--- /dev/null
+=====================
+Restartable Sequences
+=====================
+
+Restartable Sequences allow to register a per thread userspace memory area
+to be used as an ABI between kernel and userspace for three purposes:
+
+ * userspace restartable sequences
+
+ * quick access to read the current CPU number, node ID from userspace
+
+ * scheduler time slice extensions
+
+Restartable sequences (per-cpu atomics)
+---------------------------------------
+
+Restartable sequences allow userspace to perform update operations on
+per-cpu data without requiring heavyweight atomic operations. The actual
+ABI is unfortunately only available in the code and selftests.
+
+Quick access to CPU number, node ID
+-----------------------------------
+
+Allows to implement per CPU data efficiently. Documentation is in code and
+selftests. :(
+
+Scheduler time slice extensions
+-------------------------------
+
+This allows a thread to request a time slice extension when it enters a
+critical section to avoid contention on a resource when the thread is
+scheduled out inside of the critical section.
+
+The prerequisites for this functionality are:
+
+ * Enabled in Kconfig
+
+ * Enabled at boot time (default is enabled)
+
+ * A rseq userspace pointer has been registered for the thread
+
+The thread has to enable the functionality via prctl(2)::
+
+ prctl(PR_RSEQ_SLICE_EXTENSION, PR_RSEQ_SLICE_EXTENSION_SET,
+ PR_RSEQ_SLICE_EXT_ENABLE, 0, 0);
+
+prctl() returns 0 on success or otherwise with the following error codes:
+
+========= ==============================================================
+Errorcode Meaning
+========= ==============================================================
+EINVAL Functionality not available or invalid function arguments.

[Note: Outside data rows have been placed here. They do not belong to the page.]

//! Route wire model.
//!
//! Routes arrive as protojson instances inside tfstate documents, so the
//! serde spelling here follows protojson conventions: camelCase fields and
//! oneof cases rendered as a single present field.

use std::collections::BTreeMap;

use serde::{Deserialize, Serialize};

/// A named route: a set of matchers, an optional backend handler, and an
/// optional parent route it nests under.
///
/// Invariant: `parent_name` is either empty or names another route present
/// in the same snapshot; the route graph is acyclic.
#[derive(Debug, Clone, Default, PartialEq, Serialize, Deserialize)]
#[serde(rename_all = "camelCase", default)]
pub struct Route {
    /// Unique route name.
    pub name: String,
    /// Name of the parent route, or empty for a root route.
    pub parent_name: String,
    /// Matchers that must all hold for the route to match.
    pub matchers: Vec<Matcher>,
    /// Backend handler; absent for routes that only group children.
    #[serde(skip_serializing_if = "Option::is_none")]
    pub handler: Option<RouteHandler>,
}

impl Route {
    /// Convenience constructor for a root route with no matchers.
    pub fn named(name: impl Into<String>) -> Self {
        Self {
            name: name.into(),
            ..Self::default()
        }
    }

    /// Whether any matcher marks this route as a gRPC call.
    pub fn is_grpc_call(&self) -> bool {
        self.matchers
            .iter()
            .any(|m| matches!(m, Matcher::IsGrpcCall(true)))
    }
}

/// A single match rule. Exactly one case is present per matcher.
#[derive(Debug, Clone, PartialEq, Serialize, Deserialize)]
#[serde(rename_all = "camelCase")]
pub enum Matcher {
    /// Exact host match.
    Host(String),
    /// Exact path match.
    Path(String),
    /// Path prefix match.
    PathPrefix(String),
    /// HTTP method set.
    Methods(MethodsRule),
    /// URI scheme set.
    Schemes(SchemesRule),
    /// Exact header values.
    Headers(HeadersRule),
    /// Header values matched by regular expression.
    HeadersRegexp(HeadersRegexpRule),
    /// Exact query parameter values.
    Queries(QueriesRule),
    /// HTTP/2 request with a gRPC content type.
    IsGrpcCall(bool),
}

/// Method set for [`Matcher::Methods`].
#[derive(Debug, Clone, Default, PartialEq, Serialize, Deserialize)]
#[serde(rename_all = "camelCase", default)]
pub struct MethodsRule {
    /// Allowed methods, by name (`GET`, `POST`, ...).
    pub methods: Vec<String>,
}

/// Scheme set for [`Matcher::Schemes`].
#[derive(Debug, Clone, Default, PartialEq, Serialize, Deserialize)]
#[serde(rename_all = "camelCase", default)]
pub struct SchemesRule {
    /// Allowed schemes (`HTTP`, `HTTPS`).
    pub schemes: Vec<String>,
}

/// Exact header requirements for [`Matcher::Headers`].
#[derive(Debug, Clone, Default, PartialEq, Serialize, Deserialize)]
#[serde(rename_all = "camelCase", default)]
pub struct HeadersRule {
    /// Header name to required value.
    pub headers: BTreeMap<String, String>,
}

/// Regexp header requirements for [`Matcher::HeadersRegexp`].
#[derive(Debug, Clone, Default, PartialEq, Serialize, Deserialize)]
#[serde(rename_all = "camelCase", default)]
pub struct HeadersRegexpRule {
    /// Header name to value pattern.
    pub headers_regexp: BTreeMap<String, String>,
}

/// Exact query requirements for [`Matcher::Queries`].
#[derive(Debug, Clone, Default, PartialEq, Serialize, Deserialize)]
#[serde(rename_all = "camelCase", default)]
pub struct QueriesRule {
    /// Query parameter name to required value.
    pub queries: BTreeMap<String, String>,
}

/// The backend a route dispatches to. Exactly one case is present.
#[derive(Debug, Clone, PartialEq, Serialize, Deserialize)]
#[serde(rename_all = "camelCase")]
pub enum RouteHandler {
    /// An AWS Lambda function invoked with an API-Gateway envelope.
    AwsLambda(LambdaBackend),
}

/// AWS Lambda backend coordinates.
#[derive(Debug, Clone, Default, PartialEq, Serialize, Deserialize)]
#[serde(rename_all = "camelCase", default)]
pub struct LambdaBackend {
    /// Function name or ARN.
    pub function_name: String,
    /// Alias or version qualifier.
    pub qualifier: String,
}
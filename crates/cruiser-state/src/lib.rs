//! # cruiser-state
//!
//! The state-ingestion pipeline shared by both runtime modes.
//!
//! A [`StateManager`] periodically pulls Terraform state documents from a
//! [`TfstateSource`], feeds them to the enabled projections, and has each
//! projection publish an atomic snapshot:
//!
//! - [`RoutesState`] projects `cruiser_route` resources into a
//!   dependency-ordered route list for the data plane
//! - [`XdsState`] projects Envoy resources into the per-type linear caches
//!   served by the control plane, merging in the service-discovery endpoint
//!   overlay
//!
//! Between builds, readers always observe the previous full snapshot.

#![deny(unsafe_code)]
#![warn(missing_docs)]

mod error;
mod manager;
mod routes;
mod source;
mod xds;

pub use error::StateError;
pub use manager::{Projection, StateManager, StateManagerBuilder};
pub use routes::RoutesState;
pub use source::TfstateSource;
pub use xds::XdsState;
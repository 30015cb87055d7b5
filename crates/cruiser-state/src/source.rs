//! Tfstate source contract.

use async_trait::async_trait;
use cruiser_core::Tfstate;

use crate::StateError;

/// A source of Terraform state documents.
///
/// `get_tfstate` returns `Ok(None)` when nothing changed since the previous
/// call, and the full set of current documents when anything did. A document
/// disappearing counts as a change. Sources are owned by the sync loop and
/// need no internal synchronization.
#[async_trait]
pub trait TfstateSource: Send + Sync {
    /// Fetch the current documents if anything changed.
    async fn get_tfstate(&mut self) -> Result<Option<Vec<Tfstate>>, StateError>;
}
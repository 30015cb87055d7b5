//! Discovery service wire messages (SotW).
//!
//! These only travel over gRPC, so they are prost-only: no protojson serde.

/// Request sent by an xDS client for one resource type.
#[derive(Clone, PartialEq, prost::Message)]
pub struct DiscoveryRequest {
    /// Version the client currently has; empty on first request.
    #[prost(string, tag = "1")]
    pub version_info: String,
    /// The requesting node.
    #[prost(message, optional, tag = "2")]
    pub node: Option<Node>,
    /// Specific resources requested; empty for wildcard.
    #[prost(string, repeated, tag = "3")]
    pub resource_names: Vec<String>,
    /// Type URL of the requested resources.
    #[prost(string, tag = "4")]
    pub type_url: String,
    /// Nonce of the most recently received response.
    #[prost(string, tag = "5")]
    pub response_nonce: String,
    /// Populated when the client rejects a response (NACK).
    #[prost(message, optional, tag = "6")]
    pub error_detail: Option<RpcStatus>,
}

/// Response carrying the full current resource set of one type.
#[derive(Clone, PartialEq, prost::Message)]
pub struct DiscoveryResponse {
    /// Version of this response.
    #[prost(string, tag = "1")]
    pub version_info: String,
    /// The resources, each wrapped in `Any`.
    #[prost(message, repeated, tag = "2")]
    pub resources: Vec<prost_types::Any>,
    /// Canary flag; unused by this control plane.
    #[prost(bool, tag = "3")]
    pub canary: bool,
    /// Type URL of the resources.
    #[prost(string, tag = "4")]
    pub type_url: String,
    /// Unique nonce identifying this response.
    #[prost(string, tag = "5")]
    pub nonce: String,
}

/// The identity an xDS client presents on its first request.
#[derive(Clone, PartialEq, prost::Message)]
pub struct Node {
    /// Node identifier.
    #[prost(string, tag = "1")]
    pub id: String,
    /// Cluster the node belongs to.
    #[prost(string, tag = "2")]
    pub cluster: String,
}

/// `google.rpc.Status` carried in NACKs.
#[derive(Clone, PartialEq, prost::Message)]
pub struct RpcStatus {
    /// Status code.
    #[prost(int32, tag = "1")]
    pub code: i32,
    /// Developer-facing message.
    #[prost(string, tag = "2")]
    pub message: String,
}

#[cfg(test)]
mod tests {
    use super::*;
    use prost::Message;

    #[test]
    fn request_round_trip() {
        let request = DiscoveryRequest {
            version_info: "3".into(),
            node: Some(Node {
                id: "envoy-1".into(),
                cluster: "edge".into(),
            }),
            resource_names: vec!["users".into()],
            type_url: crate::TypeUrl::CLUSTER.into(),
            response_nonce: "sotw-7".into(),
            error_detail: None,
        };

        let bytes = request.encode_to_vec();
        let decoded = DiscoveryRequest::decode(bytes.as_slice()).expect("decodes");
        assert_eq!(decoded, request);
    }
}
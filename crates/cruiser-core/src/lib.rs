//! # cruiser-core
//!
//! Core types shared by the cruiser control and data planes:
//!
//! - [`DependencyGraph`] - generic keyed DAG with topological sort, used to
//!   order routes parent-before-child
//! - [`Tfstate`] - the Terraform state document shape consumed by the
//!   state-ingestion pipeline
//! - [`Route`] - the route wire model (matchers, backend handler)
//!
//! ## Example
//!
//! ```rust
//! use cruiser_core::{DependencyGraph, Route};
//!
//! let mut graph = DependencyGraph::new(|r: &Route| r.name.as_str());
//! graph.add_node(Route::named("api"));
//! let sorted = graph.topological_sort();
//! assert_eq!(sorted.len(), 1);
//! ```

#![deny(unsafe_code)]
#![warn(missing_docs)]

mod graph;
mod route;
mod tfstate;

pub use graph::DependencyGraph;
pub use route::{
    HeadersRegexpRule, HeadersRule, LambdaBackend, Matcher, MethodsRule, QueriesRule, Route,
    RouteHandler, SchemesRule,
};
pub use tfstate::{resource_type, Tfstate, TfstateResource};
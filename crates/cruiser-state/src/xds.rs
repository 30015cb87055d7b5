//! xDS projection.
//!
//! Projects Envoy resources from tfstate documents into the per-type linear
//! caches. Each sync cycle accumulates the full current set per type; build
//! applies `(updates, deletes = previous \ current)` atomically per cache and
//! rotates the maps, so a resource missing from the latest documents is
//! removed from its cache.
//!
//! Endpoints discovered out of band live in a separate overlay keyed by
//! cluster name and replace a cluster-load-assignment's endpoints at
//! ingestion time.

use std::collections::HashMap;
use std::mem;
use std::sync::{Arc, RwLock};

use async_trait::async_trait;
use cruiser_core::{resource_type, Tfstate};
use cruiser_envoy::cluster::Cluster;
use cruiser_envoy::endpoint::{ClusterLoadAssignment, LocalityLbEndpoints};
use cruiser_envoy::listener::Listener;
use cruiser_envoy::route::{RouteConfiguration, VirtualHost};
use cruiser_envoy::{ResourceProto, TypeUrl};
use cruiser_xds::{LinearCache, MuxCache};
use tokio::sync::mpsc;
use tracing::debug;

use crate::{Projection, StateError};

/// Current and previous snapshot maps for one resource type.
#[derive(Debug)]
struct ResourceSet<T> {
    current: HashMap<String, T>,
    previous: HashMap<String, T>,
}

impl<T> Default for ResourceSet<T> {
    fn default() -> Self {
        Self {
            current: HashMap::new(),
            previous: HashMap::new(),
        }
    }
}

impl<T: ResourceProto> ResourceSet<T> {
    fn insert(&mut self, resource: T) {
        self.current
            .insert(resource.resource_name().to_owned(), resource);
    }

    /// Apply this set to its cache and rotate current into previous.
    fn transact(&mut self, cache: &LinearCache) -> Result<(), StateError> {
        let current = mem::take(&mut self.current);

        let deletes: Vec<String> = self
            .previous
            .keys()
            .filter(|name| !current.contains_key(*name))
            .cloned()
            .collect();
        let updates = current
            .iter()
            .map(|(name, resource)| (name.clone(), resource.to_any()))
            .collect();

        cache.update_resources(updates, deletes)?;
        self.previous = current;
        Ok(())
    }
}

#[derive(Debug, Default)]
struct XdsInner {
    listeners: ResourceSet<Listener>,
    virtual_hosts: ResourceSet<VirtualHost>,
    route_configurations: ResourceSet<RouteConfiguration>,
    clusters: ResourceSet<Cluster>,
    cluster_load_assignments: ResourceSet<ClusterLoadAssignment>,
    /// Out-of-band endpoints keyed by cluster name.
    endpoints: HashMap<String, Vec<LocalityLbEndpoints>>,
}

/// The xDS state projection.
#[derive(Debug)]
pub struct XdsState {
    inner: RwLock<XdsInner>,
    listener_cache: Arc<LinearCache>,
    virtual_host_cache: Arc<LinearCache>,
    route_configuration_cache: Arc<LinearCache>,
    cluster_cache: Arc<LinearCache>,
    cluster_load_assignment_cache: Arc<LinearCache>,
    mux: Arc<MuxCache>,
    update_tx: mpsc::Sender<()>,
}

impl XdsState {
    /// Create the projection, its per-type caches, and the update channel.
    pub fn new() -> (Arc<Self>, mpsc::Receiver<()>) {
        let listener_cache = Arc::new(LinearCache::new(TypeUrl::LISTENER));
        let virtual_host_cache = Arc::new(LinearCache::new(TypeUrl::VIRTUAL_HOST));
        let route_configuration_cache = Arc::new(LinearCache::new(TypeUrl::ROUTE));
        let cluster_cache = Arc::new(LinearCache::new(TypeUrl::CLUSTER));
        let cluster_load_assignment_cache = Arc::new(LinearCache::new(TypeUrl::ENDPOINT));

        let mux = Arc::new(
            MuxCache::new()
                .with_cache(Arc::clone(&listener_cache))
                .with_cache(Arc::clone(&virtual_host_cache))
                .with_cache(Arc::clone(&route_configuration_cache))
                .with_cache(Arc::clone(&cluster_cache))
                .with_cache(Arc::clone(&cluster_load_assignment_cache)),
        );

        let (update_tx, update_rx) = mpsc::channel(1);
        let state = Arc::new(Self {
            inner: RwLock::new(XdsInner::default()),
            listener_cache,
            virtual_host_cache,
            route_configuration_cache,
            cluster_cache,
            cluster_load_assignment_cache,
            mux,
            update_tx,
        });
        (state, update_rx)
    }

    /// The classified cache set the discovery services serve from.
    pub fn mux(&self) -> Arc<MuxCache> {
        Arc::clone(&self.mux)
    }

    /// Replace the out-of-band endpoints for the given clusters.
    ///
    /// An assignment with no endpoints deletes the overlay entry for its
    /// cluster. The overlay is consulted on the next ingestion.
    pub fn set_cluster_endpoints(&self, assignments: Vec<ClusterLoadAssignment>) {
        let mut inner = self.inner.write().expect("xds lock poisoned");
        for assignment in assignments {
            if assignment.endpoints.is_empty() {
                inner.endpoints.remove(&assignment.cluster_name);
            } else {
                inner
                    .endpoints
                    .insert(assignment.cluster_name, assignment.endpoints);
            }
        }
    }

    fn decode<T: ResourceProto + for<'de> serde::Deserialize<'de>>(
        resource_type: &str,
        raw: &str,
    ) -> Result<T, StateError> {
        serde_json::from_str(raw).map_err(|e| StateError::decode(resource_type, e))
    }
}

#[async_trait]
impl Projection for XdsState {
    fn name(&self) -> &'static str {
        "xds"
    }

    fn read_from_tfstate(&self, tfstate: &Tfstate) -> Result<(), StateError> {
        let mut inner = self.inner.write().expect("xds lock poisoned");

        for resource in &tfstate.resources {
            for instance in &resource.instances {
                let raw = instance.get();
                match resource.resource_type.as_str() {
                    resource_type::ENVOY_LISTENER => {
                        let listener: Listener =
                            Self::decode(resource_type::ENVOY_LISTENER, raw)?;
                        inner.listeners.insert(listener);
                    }
                    resource_type::ENVOY_VIRTUAL_HOST => {
                        let virtual_host: VirtualHost =
                            Self::decode(resource_type::ENVOY_VIRTUAL_HOST, raw)?;
                        inner.virtual_hosts.insert(virtual_host);
                    }
                    resource_type::ENVOY_ROUTE_CONFIGURATION => {
                        let config: RouteConfiguration =
                            Self::decode(resource_type::ENVOY_ROUTE_CONFIGURATION, raw)?;
                        inner.route_configurations.insert(config);
                    }
                    resource_type::ENVOY_CLUSTER => {
                        let cluster: Cluster = Self::decode(resource_type::ENVOY_CLUSTER, raw)?;
                        inner.clusters.insert(cluster);
                    }
                    resource_type::ENVOY_CLUSTER_LOAD_ASSIGNMENT => {
                        let mut assignment: ClusterLoadAssignment =
                            Self::decode(resource_type::ENVOY_CLUSTER_LOAD_ASSIGNMENT, raw)?;
                        if let Some(endpoints) = inner.endpoints.get(&assignment.cluster_name) {
                            assignment.endpoints.clone_from(endpoints);
                        }
                        inner.cluster_load_assignments.insert(assignment);
                    }
                    // Unknown resource types are skipped.
                    _ => {}
                }
            }
        }

        Ok(())
    }

    async fn build(&self) -> Result<(), StateError> {
        {
            let mut inner = self.inner.write().expect("xds lock poisoned");

            // Clusters and endpoints first, so Envoy can resolve upstream
            // references named by listeners and route configurations.
            inner.clusters.transact(&self.cluster_cache)?;
            inner
                .cluster_load_assignments
                .transact(&self.cluster_load_assignment_cache)?;
            inner.listeners.transact(&self.listener_cache)?;
            inner.virtual_hosts.transact(&self.virtual_host_cache)?;
            inner
                .route_configurations
                .transact(&self.route_configuration_cache)?;
        }

        debug!("xds caches updated");
        self.update_tx
            .send(())
            .await
            .map_err(|_| StateError::ChannelClosed)
    }
}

+ Note: arg4 and arg5 must be zero
+ENOTSUPP Functionality was disabled on the kernel command line
+ENXIO Available, but no rseq user struct registered
+========= ==============================================================
+
+The state can be also queried via prctl(2)::
+
+ prctl(PR_RSEQ_SLICE_EXTENSION, PR_RSEQ_SLICE_EXTENSION_GET, 0, 0, 0);
+
+prctl() returns ``PR_RSEQ_SLICE_EXT_ENABLE`` when it is enabled or 0 if
+disabled. Otherwise it returns with the following error codes:
+
+========= ==============================================================
+Errorcode Meaning
+========= ==============================================================
+EINVAL Functionality not available or invalid function arguments.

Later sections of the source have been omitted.